About this task: Two lines mark the range in the entries below: the one holding "pub fn count(&self)" and the one holding "pub(crate) fn set_sample(&self, value: u64, count: u64)". Set down those two and all lines between them, exactly.

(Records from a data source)
● ● ● ● ●
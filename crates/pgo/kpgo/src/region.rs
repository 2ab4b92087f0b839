//! Read-only views over the instrumentation regions.
//!
//! The compiler emits one [`ProfData`] per instrumented function into a
//! contiguous data region, one `u64` per counter into the counter region,
//! and the (possibly compressed) function names into the name region.
//! Value profiling adds a pool of [`ValueNode`]s that the probes link into
//! per-site lists hanging off each record.
//!
//! None of these are owned by the exporter. [`ProfileRegions`] is the
//! handle through which they are injected: the kernel implements it over
//! the linker sections (see `section`), tests over heap fixtures.

use core::ffi::c_void;
use core::ptr;
use core::sync::atomic::{AtomicPtr, AtomicU64, Ordering};

use kpgo_core::assert_layout;

use crate::format::{COUNTER_SIZE, ValueKind};

// ---------------------------------------------------------------------------
// ValueNode
// ---------------------------------------------------------------------------

/// One sampled value at a call site, linked into that site's list.
///
/// The first two fields are emitted verbatim as the sample payload.
#[repr(C)]
pub struct ValueNode {
    value: AtomicU64,
    count: AtomicU64,
    next: AtomicPtr<ValueNode>,
}

assert_layout!(ValueNode, size = 24, align = 8);

impl ValueNode {
    /// Creates an unlinked node.
    pub const fn new(value: u64, count: u64) -> Self {
        Self {
            value: AtomicU64::new(value),
            count: AtomicU64::new(count),
            next: AtomicPtr::new(ptr::null_mut()),
        }
    }

    /// Returns the sampled value.
    pub fn value(&self) -> u64 {
        self.value.load(Ordering::Relaxed)
    }

    /// Returns how many times the value was observed.
    pub fn count(&self) -> u64 {
        self.count.load(Ordering::Relaxed)
    }

    /// Returns the next node in the site's list.
    pub fn next(&self) -> Option<&ValueNode> {
        let next = self.next.load(Ordering::Acquire);
        // SAFETY: `next` is either null or was stored by `link`, whose
        // contract requires the target to outlive this node.
        unsafe { next.as_ref() }
    }

    /// Links `next` after this node, replacing any existing successor.
    ///
    /// # Safety
    ///
    /// `next` must stay valid, and must not move, for as long as this node
    /// can be reached from a [`ProfData`].
    pub unsafe fn link(&self, next: &ValueNode) {
        self.next
            .store(ptr::from_ref(next).cast_mut(), Ordering::Release);
    }

    /// The 16-byte `(value, count)` payload as written to the profile.
    pub(crate) fn payload(&self) -> [u8; 16] {
        let mut out = [0u8; 16];
        out[..8].copy_from_slice(&self.value().to_ne_bytes());
        out[8..].copy_from_slice(&self.count().to_ne_bytes());
        out
    }

    pub(crate) fn set_sample(&self, value: u64, count: u64) {
        self.value.store(value, Ordering::Relaxed);
        self.count.store(count, Ordering::Relaxed);
    }

    pub(crate) fn count_cell(&self) -> &AtomicU64 {
        &self.count
    }

    pub(crate) fn has_next(&self) -> bool {
        !self.next.load(Ordering::Acquire).is_null()
    }
}

/// Loads a list head or link without dereferencing it.
pub(crate) fn load_node(slot: &AtomicPtr<ValueNode>) -> Option<&ValueNode> {
    let head = slot.load(Ordering::Acquire);
    // SAFETY: Head slots only ever hold null or pointers to nodes that
    // outlive the owning record (contract of `ProfData::with_values` and
    // of the node pool).
    unsafe { head.as_ref() }
}

// ---------------------------------------------------------------------------
// ProfData
// ---------------------------------------------------------------------------

/// Per-function metadata record, laid out exactly as clang emits it.
///
/// The serializer copies the whole data region verbatim, so the field
/// order and widths here are part of the raw-profile format.
#[repr(C, align(8))]
pub struct ProfData {
    name_ref: u64,
    func_hash: u64,
    counter_ptr: *const u64,
    function_ptr: *const c_void,
    values: *const AtomicPtr<ValueNode>,
    num_counters: u32,
    num_value_sites: [u16; ValueKind::COUNT],
}

assert_layout!(ProfData, size = 48, align = 8);

// SAFETY: The raw pointers are never written through by the exporter
// except via the atomic head slots behind `values`.
unsafe impl Send for ProfData {}
unsafe impl Sync for ProfData {}

impl ProfData {
    /// Creates a record whose value sites have no list storage.
    ///
    /// `counter_ptr` and `function_ptr` are opaque to the exporter and are
    /// only copied into the profile.
    pub const fn new(
        name_ref: u64,
        func_hash: u64,
        counter_ptr: *const u64,
        function_ptr: *const c_void,
        num_counters: u32,
        num_value_sites: [u16; ValueKind::COUNT],
    ) -> Self {
        Self {
            name_ref,
            func_hash,
            counter_ptr,
            function_ptr,
            values: ptr::null(),
            num_counters,
            num_value_sites,
        }
    }

    /// Attaches the per-site list heads.
    ///
    /// # Safety
    ///
    /// `values` must be null or point to [`Self::total_sites`] head slots,
    /// one per site in kind order, that stay valid for the lifetime of the
    /// record. Every node reachable from those slots must do the same.
    pub const unsafe fn with_values(mut self, values: *const AtomicPtr<ValueNode>) -> Self {
        self.values = values;
        self
    }

    /// Hash of the function name, used to look the name up.
    pub fn name_ref(&self) -> u64 {
        self.name_ref
    }

    /// Structural hash of the function's control flow graph.
    pub fn func_hash(&self) -> u64 {
        self.func_hash
    }

    /// Number of counters belonging to the function.
    pub fn num_counters(&self) -> u32 {
        self.num_counters
    }

    /// Number of call sites of the given kind.
    pub fn num_value_sites(&self, kind: ValueKind) -> u16 {
        self.num_value_sites[kind as usize]
    }

    /// Number of call sites across all kinds.
    pub fn total_sites(&self) -> usize {
        self.num_value_sites.iter().map(|&n| usize::from(n)).sum()
    }

    /// Returns the per-site list heads, or `None` if the record has no list
    /// storage.
    ///
    /// Slots are ordered by kind, then by site index within the kind.
    pub fn site_heads(&self) -> Option<&[AtomicPtr<ValueNode>]> {
        if self.values.is_null() {
            return None;
        }
        // SAFETY: `with_values` requires `values` to point to
        // `total_sites()` valid slots for the lifetime of `self`.
        Some(unsafe { core::slice::from_raw_parts(self.values, self.total_sites()) })
    }
}

/// Views a data region as the bytes that are copied into the profile.
pub fn data_bytes(data: &[ProfData]) -> &[u8] {
    // SAFETY: `ProfData` is `repr(C)` with no padding (pinned by
    // `assert_layout!`), so every byte of the slice is initialized.
    unsafe { core::slice::from_raw_parts(data.as_ptr().cast::<u8>(), size_of_val(data)) }
}

// ---------------------------------------------------------------------------
// ProfileRegions
// ---------------------------------------------------------------------------

/// Handle to the instrumentation regions of a running image.
///
/// Implementations hand out the same slices on every call; the exporter
/// relies on the regions neither moving nor changing length.
pub trait ProfileRegions: Sync {
    /// The metadata records, in address order.
    fn data(&self) -> &[ProfData];

    /// The counter array. Probes increment these concurrently.
    fn counters(&self) -> &[AtomicU64];

    /// The function-name blob.
    fn names(&self) -> &[u8];

    /// Preallocated nodes for the value-profiling probes.
    fn value_nodes(&self) -> &[ValueNode] {
        &[]
    }

    /// Value reported as `counters_delta`: the counter region's base address.
    fn counters_delta(&self) -> u64 {
        self.counters().as_ptr() as u64
    }

    /// Value reported as `names_delta`: the name region's base address.
    fn names_delta(&self) -> u64 {
        self.names().as_ptr() as u64
    }

    /// Byte length of the data region.
    fn data_size(&self) -> usize {
        size_of_val(self.data())
    }

    /// Byte length of the counter region.
    fn counters_size(&self) -> usize {
        self.counters().len() * COUNTER_SIZE
    }

    /// Byte length of the name region.
    fn names_size(&self) -> usize {
        self.names().len()
    }

    /// Returns whether `record` lives inside [`Self::data`].
    fn contains_record(&self, record: &ProfData) -> bool {
        self.data()
            .as_ptr_range()
            .contains(&ptr::from_ref(record))
    }
}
● ● ● ● ●
Exercise output:
    pub fn count(&self) -> u64 {
        self.count.load(Ordering::Relaxed)
    }

    /// Returns the next node in the site's list.
    pub fn next(&self) -> Option<&ValueNode> {
        let next = self.next.load(Ordering::Acquire);
        // SAFETY: `next` is either null or was stored by `link`, whose
        // contract requires the target to outlive this node.
        unsafe { next.as_ref() }
    }

    /// Links `next` after this node, replacing any existing successor.
    ///
    /// # Safety
    ///
    /// `next` must stay valid, and must not move, for as long as this node
    /// can be reached from a [`ProfData`].
    pub unsafe fn link(&self, next: &ValueNode) {
        self.next
            .store(ptr::from_ref(next).cast_mut(), Ordering::Release);
    }

    /// The 16-byte `(value, count)` payload as written to the profile.
    pub(crate) fn payload(&self) -> [u8; 16] {
        let mut out = [0u8; 16];
        out[..8].copy_from_slice(&self.value().to_ne_bytes());
        out[8..].copy_from_slice(&self.count().to_ne_bytes());
        out
    }

    pub(crate) fn set_sample(&self, value: u64, count: u64) {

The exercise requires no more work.